Russian Towers has historically been a first mover in infrastructure innovations, typically giving us a two to three year head start before fast followers can replicate our approach. So we see this idea of selling seamless coverage within a given perimeter as a strong differentiator from less capable and responsible providers. Selling coverage in a given territory, often selling to a local administration, requires practical experience and expertise – enabled by technology, finance, legal and business model innovations. And it’s all 5G ready: Russian Towers provides the hubs and switches for data transfer, fibre cables and antennas – it’s only the MNOs’ base stations that are not yet 5G, but it’s plug and play, so when the time is right, it’s easy to change that.
Ultimately, I foresee a future in which we leverage virtual base stations to sell traffic rather than selling unique sites. If the base station is software not hardware, and if that software belongs to and is provided by us, then the MNO would only need to plug fibre into our server, which can be provided simultaneously to several MNOs. We are in deep talks for the first pilot of this kind of solution.

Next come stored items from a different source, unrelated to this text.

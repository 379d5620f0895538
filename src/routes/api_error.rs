// src/routes/api_error.rs
//! Handler-boundary error type for the Query API.
//!
//! Every handler returns `Result<_, ApiError>`; this module turns the error
//! into a `{ "error": "..." }` JSON body with a matching status code. Storage
//! failures are logged in full and answered with a generic message so no
//! internal detail reaches the client.

use axum::{http::StatusCode, response::IntoResponse, response::Response, Json};
use serde::Serialize;

use crate::StorageError;

#[derive(Debug)]
pub enum ApiError {
    // ---
    /// A path parameter failed validation.
    BadRequest(String),
    /// The addressed resource does not exist.
    NotFound(String),
    /// The request outlived the configured timeout.
    Timeout,
    Storage(StorageError),
}

#[derive(Serialize)]
struct ErrorResponse {
    error: String,
}

impl From<StorageError> for ApiError {
    fn from(e: StorageError) -> Self {
        ApiError::Storage(e)
    }
}

impl IntoResponse for ApiError {
    fn into_response(self) -> Response {
        // ---
        let (status, error) = match self {
            ApiError::BadRequest(msg) => (StatusCode::BAD_REQUEST, msg),
            ApiError::NotFound(msg) => (StatusCode::NOT_FOUND, msg),
            ApiError::Timeout => (
                StatusCode::REQUEST_TIMEOUT,
                "request timed out".to_string(),
            ),
            ApiError::Storage(e) => {
                tracing::error!("Storage failure while serving request: {}", e);
                (
                    StatusCode::INTERNAL_SERVER_ERROR,
                    "internal storage error".to_string(),
                )
            }
        };

        (status, Json(ErrorResponse { error })).into_response()
    }
}

/// Give the timeout layer's bare 408 the same `{error}` body as other errors.
pub async fn timeout_body(response: Response) -> Response {
    // ---
    if response.status() == StatusCode::REQUEST_TIMEOUT {
        ApiError::Timeout.into_response()
    } else {
        response
    }
}

/// Validate a sensor id path segment: it must be a positive integer.
pub fn parse_sensor_id(raw: &str) -> Result<i64, ApiError> {
    // ---
    match raw.parse::<i64>() {
        Ok(id) if id > 0 => Ok(id),
        _ => Err(ApiError::BadRequest(format!(
            "sensor id must be a positive integer, got {raw:?}"
        ))),
    }
}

When we sell city coverage, we often say to local authorities “you have only one sewer, one tram network – on the same basis there should be only one city wide, unified, seamless network across the territory”. And of course we offer cities specific design of sites we’d like to build for approval.
There have been no sale and leasebacks, and Russia’s carve out towercos have been relatively inactive in leasing up their sites, because Russia’s incumbent market leading MNOs have been reluctant to lease their sites to Tele2 / Rostelecom.
Now Tele2’s coverage is similar in Moscow, networks are less of a differentiator. However, large scale sale and leasebacks remain unlikely in the near term. In the meantime, Russian Towers has added 300 sites in the last year through the acquisition of small, privately owned portfolios of towers in Russia.
Russian Towers incubates selected regional partner tower companies, sharing best practices and training their staff to ensure their work is up to a high standard.
A total of around a hundred small private tower companies own a total of around 3,000 towers across Russia, and the owners of these companies increasingly believe and trust in Russian Towers as their partners – and when the time is right, these relationships prove critical as Russian Towers continues to aggregate the country’s best privately owned sites.”